Judd Apatow, in a Dallas Hotel, Talking This is 40, Long Movies and the Value of Aimlessness
People have a certain expectation, though. They see the previews and it's pot jokes and the comedians they love. It's a bit of a bait and switch.
Universal Pictures Apatow with Paul Rudd, who reprises the role of Pete from Knocked Up.
It's always a little deeper than you expect it to be. It was like that with The 40-Year-Old Virgin. It seems like it's just going to be a big, stupid movie but it ultimately it becomes about a guy who falls in love with a woman who's a grandmother, who's a very complicated person. It becomes a relationship film.
Even Freaks and Geeks sounds like it's going to be some dumbass TV show, but it's a really intimate exploration of young people and rejection.
That's always the dance when you do marketing: How can we let people know it's funny but there's more to it? It is difficult sometimes.
There's one scene that made me stop and say: Wow, they went there. About the allure of being the widower and the fantasy of your wife dying.
It was Paul Rudd's idea, so I feel better about it. Paul Rudd said to me, "You know you have to do the scene where they talk about how sometimes they wished their wives were dead." And he said it with such confidence as if every man in the world thinks that all the time. I can't say I've never thought of it.
It's a place that your brain just goes before you know it's there.
I think it's because when you're in a lifelong commitment, there is a tiny part of your brain, even if you're very happy, that wonders what life would be like if you didn't have to be home a certain time every day, if there wasn't a person calling you on everything you do wrong or someone who relies on you. You do have that dream of freedom.
There was really a long version of that scene we shot that's so dark and hilarious that went into great detail. He says, "The key to having your wife die is they have to find the body. You can't have a situation where they don't find the body because then you have to spend the rest of your life looking for the body." Everyone says, "He's not allowed to play golf. He should be looking for his wife."
Sometimes the funniest things are things that people think but no one ever says out loud.
If someone pitched you this -- a movie about American families or about that pressure to fix things, whatever it is -- your reaction would be, "That's a really cool theme to explore but it's not really a story." It's pretty low on concept.
It's meant to be a slice of life. In life, often, there isn't a giant story. You're just trying to get through the day. The day has enough problems to make for an entertaining movie. A lot happens in the movie. There's not a clear goal. There's a subtle goal, which is, "Let's make a list of everything that we're not doing well and try to do better." But then life intrudes and all sorts of crazy things start happening to them.
I like that. I like when movies meander around and you have no idea where it's going. I love Punch Drunk Love because you couldn't predict what was going to happen. For me, that's the key thing in my movies. I don't want you to able to predict what's going to happen. I like when things move in an odd way.

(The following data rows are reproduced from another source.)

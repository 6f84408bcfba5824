use super::ArgumentBitSet;
use crate::aa::{AAFramework, Argument, LabelType};

/// The label given to an argument by the grounded labelling.
#[derive(Debug, Clone, Copy, PartialEq, Eq)]
pub enum Label {
    /// The argument is accepted.
    In,
    /// The argument is attacked by an accepted argument.
    Out,
    /// The argument is neither accepted nor rejected.
    Undec,
}

/// The grounded labelling of a framework.
///
/// Arguments labelled [`Label::In`] form the grounded extension.
pub struct GroundedLabelling {
    labels: Vec<Label>,
    in_order: Vec<usize>,
}

impl GroundedLabelling {
    /// Returns the label of the argument with the given id.
    pub fn label_of(&self, id: usize) -> Label {
        self.labels[id]
    }

    /// Returns the labels, indexed by argument ids.
    pub fn labels(&self) -> &[Label] {
        &self.labels
    }

    /// Returns the ids of the arguments labelled `In`, in the order they were labelled.
    pub fn in_ids(&self) -> &[usize] {
        &self.in_order
    }

    /// Returns the grounded extension as a set.
    pub fn in_set(&self) -> ArgumentBitSet {
        ArgumentBitSet::from_ids(self.labels.len(), self.in_order.iter().copied())
    }

    /// Returns the grounded extension, sorted by argument ids.
    pub fn extension<'a, T>(&self, af: &'a AAFramework<T>) -> Vec<&'a Argument<T>>
    where
        T: LabelType,
    {
        self.in_set().to_arguments(af)
    }
}

/// Computes the grounded labelling of an AF.
///
/// Unattacked arguments are labelled `In`.
/// Each argument attacked by an `In` argument becomes `Out`,
/// and each argument whose attackers are all `Out` becomes `In`.
/// The arguments that remain unlabelled at the fixpoint are `Undec`.
///
/// A self-attacking argument can never be labelled `In`, since it would need to be `Out` first.
/// It is `Out` if an `In` argument attacks it, and `Undec` otherwise.
///
/// The computation is linear in the size of the framework.
pub fn grounded_labelling<T>(af: &AAFramework<T>) -> GroundedLabelling
where
    T: LabelType,
{
    let mut labels = vec![Label::Undec; af.n_arguments()];
    let mut in_order = vec![];
    let mut n_attackers = (0..af.n_arguments())
        .map(|i| {
            let n = af.iter_attacks_to_id(i).count();
            if n == 0 {
                labels[i] = Label::In;
                in_order.push(i);
            }
            n
        })
        .collect::<Vec<usize>>();
    let mut n_processed_args = 0;
    while n_processed_args < in_order.len() {
        let id = in_order[n_processed_args];
        let defeated_ids = af
            .iter_attacks_from_id(id)
            .map(|att| att.attacked().id())
            .collect::<Vec<usize>>();
        for defeated in defeated_ids {
            if labels[defeated] == Label::Out {
                continue;
            }
            labels[defeated] = Label::Out;
            af.iter_attacks_from_id(defeated).for_each(|att| {
                let attacked = att.attacked().id();
                n_attackers[attacked] -= 1;
                if n_attackers[attacked] == 0 && labels[attacked] == Label::Undec {
                    labels[attacked] = Label::In;
                    in_order.push(attacked);
                }
            });
        }
        n_processed_args += 1;
    }
    GroundedLabelling { labels, in_order }
}

/// Computes the grounded extension of an AF.
pub fn grounded_extension<T>(af: &AAFramework<T>) -> Vec<&Argument<T>>
where
    T: LabelType,
{
    grounded_labelling(af).extension(af)
}
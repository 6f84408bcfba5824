//! This module contains the main material used to define Abstract Argumentation.

mod aa_framework;
pub use aa_framework::AAFramework;
pub use aa_framework::Attack;

mod arguments;
pub use arguments::Argument;
pub use arguments::ArgumentSet;
pub use arguments::LabelType;

mod error;
pub use error::FrameworkError;

mod problem;
pub use problem::read_problem_string;
pub use problem::Query;
pub use problem::Semantics;
use crate::aa::{AAFramework, Argument, LabelType};
use anyhow::{Context, Result};
use std::io::Write;

use super::ResponseWriter;

/// A writer for the Aspartix format.
///
/// This object is used to write an [`AAFramework`] using the Aspartix input format, as defined on [the Aspartix website](https://www.dbai.tuwien.ac.at/research/argumentation/aspartix/dung.html).
///
/// # Example
///
/// The following example retrieves an AF and writes it to the standard output using the Aspartix format.
///
/// ```
/// # use dungsem::aa::AAFramework;
/// # use dungsem::aa::ArgumentSet;
/// # use dungsem::io::AspartixWriter;
/// # use dungsem::aa::LabelType;
/// # use anyhow::Result;
/// fn write_af_to_stdout<T: LabelType>(af: &AAFramework<T>) -> Result<()> {
///     let writer = AspartixWriter::default();
///     writer.write_framework(&af, &mut std::io::stdout())
/// }
/// # write_af_to_stdout(&AAFramework::new_with_argument_set(ArgumentSet::new_with_labels(&[] as &[String])));
/// ```
#[derive(Default)]
pub struct AspartixWriter {}

impl AspartixWriter {
    /// Writes a framework using the Aspartix format to the provided writer.
    ///
    /// # Arguments
    ///
    /// * `framework` - the framework
    /// * `writer` - the writer
    ///
    /// # Example
    ///
    /// The following example retrieves an AF and writes it to the standard output using the Aspartix format.
    ///
    /// ```
    /// # use dungsem::aa::AAFramework;
    /// # use dungsem::aa::ArgumentSet;
    /// # use dungsem::io::AspartixWriter;
    /// # use dungsem::aa::LabelType;
    /// # use anyhow::Result;
    /// fn write_af_to_stdout<T: LabelType>(af: &AAFramework<T>) -> Result<()> {
    ///     let writer = AspartixWriter::default();
    ///     writer.write_framework(&af, &mut std::io::stdout())
    /// }
    /// # write_af_to_stdout(&AAFramework::new_with_argument_set(ArgumentSet::new_with_labels(&[] as &[String])));
    /// ```
    pub fn write_framework<T: LabelType>(
        &self,
        framework: &AAFramework<T>,
        writer: &mut dyn Write,
    ) -> Result<()> {
        let args = framework.argument_set();
        for arg in args.iter() {
            writeln!(writer, "arg({}).", arg)?;
        }
        for attack in framework.iter_attacks() {
            writeln!(writer, "att({},{}).", attack.attacker(), attack.attacked(),)?;
        }
        writer.flush()?;
        Ok(())
    }
}

fn format_extension<T: LabelType>(extension: &[&Argument<T>]) -> String {
    let labels = extension
        .iter()
        .map(|arg| arg.to_string())
        .collect::<Vec<String>>();
    format!("[{}]", labels.join(","))
}

impl ResponseWriter<String> for AspartixWriter {
    fn write_no_extension(&self, writer: &mut dyn Write) -> Result<()> {
        super::specs::write_no_extension(writer)
    }

    fn write_single_extension(
        &self,
        writer: &mut dyn Write,
        extension: &[&Argument<String>],
    ) -> Result<()> {
        let context = "while writing an extension";
        writeln!(writer, "{}", format_extension(extension)).context(context)?;
        writer.flush().context(context)
    }

    fn write_extensions(
        &self,
        writer: &mut dyn Write,
        extensions: &[Vec<&Argument<String>>],
    ) -> Result<()> {
        let context = "while writing extensions";
        let formatted = extensions
            .iter()
            .map(|ext| format_extension(ext))
            .collect::<Vec<String>>();
        writeln!(writer, "[{}]", formatted.join(",")).context(context)?;
        writer.flush().context(context)
    }

    fn write_acceptance_status(
        &self,
        writer: &mut dyn Write,
        acceptance_status: bool,
    ) -> Result<()> {
        super::specs::write_acceptance_status(writer, acceptance_status)
    }
}

#[cfg(test)]
mod tests {
    use super::*;
    use crate::aa::ArgumentSet;
    use std::io::BufWriter;

    #[test]
    fn test_write_af() {
        let arg_names = vec!["a".to_string(), "b".to_string(), "c".to_string()];
        let args = ArgumentSet::new_with_labels(&arg_names);
        let mut framework = AAFramework::new_with_argument_set(args);
        framework.new_attack(&arg_names[0], &arg_names[0]).unwrap();
        framework.new_attack(&arg_names[1], &arg_names[2]).unwrap();
        let mut buffer = BufWriter::new(Vec::new());
        let writer = AspartixWriter::default();
        writer.write_framework(&framework, &mut buffer).unwrap();
        assert_eq!(
            "arg(a).\narg(b).\narg(c).\natt(a,a).\natt(b,c).\n",
            String::from_utf8(buffer.into_inner().unwrap()).unwrap()
        )
    }

    #[test]
    fn test_write_single_extension() {
        let arg_names = vec!["a".to_string(), "b".to_string(), "c".to_string()];
        let args = ArgumentSet::new_with_labels(&arg_names);
        let writer = AspartixWriter::default();
        let mut buffer = BufWriter::new(Vec::new());
        writer
            .write_single_extension(
                &mut buffer,
                &args.iter().collect::<Vec<&Argument<String>>>(),
            )
            .unwrap();
        assert_eq!(
            "[a,b,c]\n",
            String::from_utf8(buffer.into_inner().unwrap()).unwrap()
        );
    }

    #[test]
    fn test_write_empty_extension() {
        let writer = AspartixWriter::default();
        let mut buffer = BufWriter::new(Vec::new());
        writer
            .write_single_extension(&mut buffer, &[] as &[&Argument<String>])
            .unwrap();
        assert_eq!(
            "[]\n",
            String::from_utf8(buffer.into_inner().unwrap()).unwrap()
        );
    }

    #[test]
    fn test_write_extensions() {
        let arg_names = vec!["a".to_string(), "b".to_string(), "c".to_string()];
        let args = ArgumentSet::new_with_labels(&arg_names);
        let writer = AspartixWriter::default();
        let mut buffer = BufWriter::new(Vec::new());
        let extensions = vec![
            vec![args.get_argument_by_id(0), args.get_argument_by_id(2)],
            vec![],
            vec![args.get_argument_by_id(1)],
        ];
        writer.write_extensions(&mut buffer, &extensions).unwrap();
        assert_eq!(
            "[[a,c],[],[b]]\n",
            String::from_utf8(buffer.into_inner().unwrap()).unwrap()
        );
    }

    #[test]
    fn test_write_no_extensions() {
        let writer = AspartixWriter::default();
        let mut buffer = BufWriter::new(Vec::new());
        writer.write_extensions(&mut buffer, &[]).unwrap();
        assert_eq!(
            "[]\n",
            String::from_utf8(buffer.into_inner().unwrap()).unwrap()
        );
    }

    #[test]
    fn test_write_no_extension() {
        let writer = AspartixWriter::default();
        let mut buffer = BufWriter::new(Vec::new());
        writer.write_no_extension(&mut buffer).unwrap();
        assert_eq!(
            "NO\n",
            String::from_utf8(buffer.into_inner().unwrap()).unwrap()
        );
    }

    #[test]
    fn test_write_acceptance_status_yes() {
        let writer = AspartixWriter::default();
        let mut buffer = BufWriter::new(Vec::new());
        writer.write_acceptance_status(&mut buffer, true).unwrap();
        assert_eq!(
            "YES\n",
            String::from_utf8(buffer.into_inner().unwrap()).unwrap()
        );
    }

    #[test]
    fn test_write_acceptance_status_no() {
        let writer = AspartixWriter::default();
        let mut buffer = BufWriter::new(Vec::new());
        writer.write_acceptance_status(&mut buffer, false).unwrap();
        assert_eq!(
            "NO\n",
            String::from_utf8(buffer.into_inner().unwrap()).unwrap()
        );
    }
}
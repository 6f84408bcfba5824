use crate::aa::{AAFramework, Argument, LabelType};
use anyhow::{Context, Result};
use std::io::{Read, Write};

/// The type of callback functions to call when warnings are raised while parsing an AF.
pub type WarningHandler = Box<dyn Fn(usize, String)>;

/// A trait implemented by objects able to read Argumentation Frameworks.
pub trait InstanceReader<T>
where
    T: LabelType,
{
    /// Reads an [`AAFramework`].
    /// The [LabelType](crate::aa::LabelType) of the returned AFs depends on the reader.
    ///
    /// In case warnings are raised, the callback functions registered by [add_warning_handler](Self::add_warning_handler) are triggered.
    ///
    /// # Example
    ///
    /// ```
    /// # use dungsem::aa::AAFramework;
    /// # use dungsem::io::{AspartixReader, InstanceReader};
    /// fn read_af_from_str(s: &str) -> AAFramework<String> {
    ///     let reader = AspartixReader::default();
    ///     reader.read(&mut s.as_bytes()).expect("invalid Aspartix AF")
    /// }
    /// # read_af_from_str("arg(a).");
    /// ```
    fn read(&self, reader: &mut dyn Read) -> Result<AAFramework<T>>;

    /// Adds a callback function to call when warnings are raised while parsing an AF.
    fn add_warning_handler(&mut self, h: WarningHandler);
}

/// A trait implemented by objects that write responses to problems.
pub trait ResponseWriter<T>
where
    T: LabelType,
{
    /// Writes the text associated with the fact the problem has no extension.
    fn write_no_extension(&self, writer: &mut dyn Write) -> Result<()>;

    /// Writes a single extension.
    fn write_single_extension(
        &self,
        writer: &mut dyn Write,
        extension: &[&Argument<T>],
    ) -> Result<()>;

    /// Writes a collection of extensions.
    ///
    /// An empty collection is written as an empty list, not as the absence of extension.
    fn write_extensions(
        &self,
        writer: &mut dyn Write,
        extensions: &[Vec<&Argument<T>>],
    ) -> Result<()>;

    /// Writes an acceptance status.
    fn write_acceptance_status(
        &self,
        writer: &mut dyn Write,
        acceptance_status: bool,
    ) -> Result<()>;
}

pub(crate) fn write_no_extension(writer: &mut dyn Write) -> Result<()> {
    let context = "while writing problem has no extension";
    writeln!(writer, "NO").context(context)?;
    writer.flush().context(context)
}

pub(crate) fn write_acceptance_status(
    writer: &mut dyn Write,
    acceptance_status: bool,
) -> Result<()> {
    let context = "while writing an acceptance_status";
    writeln!(writer, "{}", if acceptance_status { "YES" } else { "NO" }).context(context)?;
    writer.flush().context(context)
}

I'm a big fan of John Cassavetes' movies, and that's a very extreme example of it. I like the randomness of life. I'm doing this dance between being entertaining and really funny and emotional and not try to fall into any structure that you've seen before.
But you're dealing with studios and studio money and budgets. They're sort of big on structure, aren't they?
Universal Studios has been very supportive of what I try to do. Part of that is because we've had enough successful movies that they realize that when the risk pays off, people really appreciate an original movie. It is scary because if you fail, you're going to fail big, but if you succeed, you can succeed big.
The audience wants to see something they've never seen before. But as a result of that, the whole time you're making it, you're thinking, I don't know if this is going to work, there's no precedent for it.
You don't have those fence posts that you know they will respond to.
But we can tell when we're testing the movie and editing whether or not it's playing, and the audience always responded to this in a big way.
Now you're done, it's in the can, it's coming out in two weeks, but it's not out. You don't have anything like hard evidence that it's being successful, but you're getting a ton of feedback. That seems like it would suck.
I finished the movie at the end of May. It's seven months from the time I finished the movie to its release. It is like telling a joke and waiting seven months to see if someone laughs. It's slow water torture.
We're in this funny moment now where we're showing the movie a ton and we're getting our first feedback and it's all been very positive. We have seven or eight reviews on Rotten Tomatoes and we're at 100 percent. As long we get no more reviews, we're at a hundred percent.
What you have to do is say to yourself, "Am I happy with the movie?" There are things that are very popular that people love that I hate, so I can't expect everyone to like it. If I can get two-thirds of the people to like it, it's pretty good.
That's a little bit what the Graham Parker storyline is about. [Parker, the British rocker, plays himself in the movie, peddling a comeback album that no one seems interested in.] It's a great artist who goes his own way. He's not too concerned about what other people think. He's going to sing a song to tell his story, and it's a tragedy that more people don't listen to him because he deserves to be heard. But is something more valuable if millions of people buy it or 10,000 people buy it? Does it lose its importance?